A LOT of shootings involve on hit or less. So for a LOT of shootings, the bigger caliber would have an advantage.
Do you have a basis for that statement?
For
fewer than one hit, the question is moot. No injury is sustained.
But how about
one?
One reason that it sounds counter-intuitive to me is that police training calls for the immediate, rapid firing of several shots, and that is consistent with the teachings of civilian self defense trainers. S the fusion becomes one of how many incidents actually do involve a single hit.
Another is that to stop firing willfully after one shot, the defender would have to have reason to believe that his or her first shot had been sufficient, and in a short range incident with a violent attacker closing rapidly, it would seem
extremely risky to make and act on such an assumption.

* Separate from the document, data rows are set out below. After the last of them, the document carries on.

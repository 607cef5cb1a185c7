use std::io::{self, Read, Write};

/// Upper bound on one response frame. Large enough for any full-record
/// dump, small enough to reject garbage lengths from a confused peer.
pub const MAX_FRAME_BYTES: usize = 64 * 1024;

/// Writes one response as a u32 big-endian length prefix followed by the
/// payload. One frame is one protocol message; the receiver never has to
/// guess where a message ends.
pub fn send_frame(writer: &mut impl Write, payload: &[u8]) -> io::Result<()> {
    if payload.len() > MAX_FRAME_BYTES {
        return Err(io::Error::new(
            io::ErrorKind::InvalidInput,
            format!(
                "frame of {} bytes exceeds the {} byte cap",
                payload.len(),
                MAX_FRAME_BYTES
            ),
        ));
    }
    writer.write_all(&(payload.len() as u32).to_be_bytes())?;
    writer.write_all(payload)?;
    writer.flush()
}

/// Reads one length-prefixed frame. `Ok(None)` means the peer closed
/// cleanly at a frame boundary; an EOF inside a frame is an error, as is a
/// length over the cap.
pub fn recv_frame(reader: &mut impl Read) -> io::Result<Option<Vec<u8>>> {
    let mut len_bytes = [0u8; 4];
    let mut filled = 0;
    while filled < len_bytes.len() {
        match reader.read(&mut len_bytes[filled..]) {
            Ok(0) if filled == 0 => return Ok(None),
            Ok(0) => {
                return Err(io::Error::new(
                    io::ErrorKind::UnexpectedEof,
                    "connection closed inside a frame header",
                ))
            }
            Ok(n) => filled += n,
            Err(e) if e.kind() == io::ErrorKind::Interrupted => continue,
            Err(e) => return Err(e),
        }
    }

    let len = u32::from_be_bytes(len_bytes) as usize;
    if len > MAX_FRAME_BYTES {
        return Err(io::Error::new(
            io::ErrorKind::InvalidData,
            format!("peer announced a {len} byte frame, cap is {MAX_FRAME_BYTES}"),
        ));
    }

    let mut payload = vec![0u8; len];
    reader.read_exact(&mut payload)?;
    Ok(Some(payload))
}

In the chapter on wounding mechanics
In Defense of Self and Others... Issues, Facts, and Fallacies: The Realities of Law Enforcement's Use of Deadly Forceby Urey Patrick and John C. Hall, the authors state that a common reaction to a person being stuck by a bullet is--
nothing--
no immediate reaction. The authors go on to describe why police training prescribes the shooting of several very rapid shots at the outset.
This discussion has nothing at all to do with caliber selection or such things. Rather, it is based on numerous real world observations framed in a discussion of what lawfully constitutes reasonable force in self defense, as it pertains to Fourth Amendment cases--42 USC 1983 litigation (civil claims for a deprivation of rights under color of authority.
Specific to the subject of the thread, however, the authors do describe what is necessary to effect a physical stop. The do take the time to discuss why, in their opinion, a single wound from a .45 would be
somewhat preferable to a single hit from a 9MM.
But they go on to explain that reliance on a single hit would not be at all prudent, and to extoll the advantages of "more, deeper, bigger holes."
I recommend the book.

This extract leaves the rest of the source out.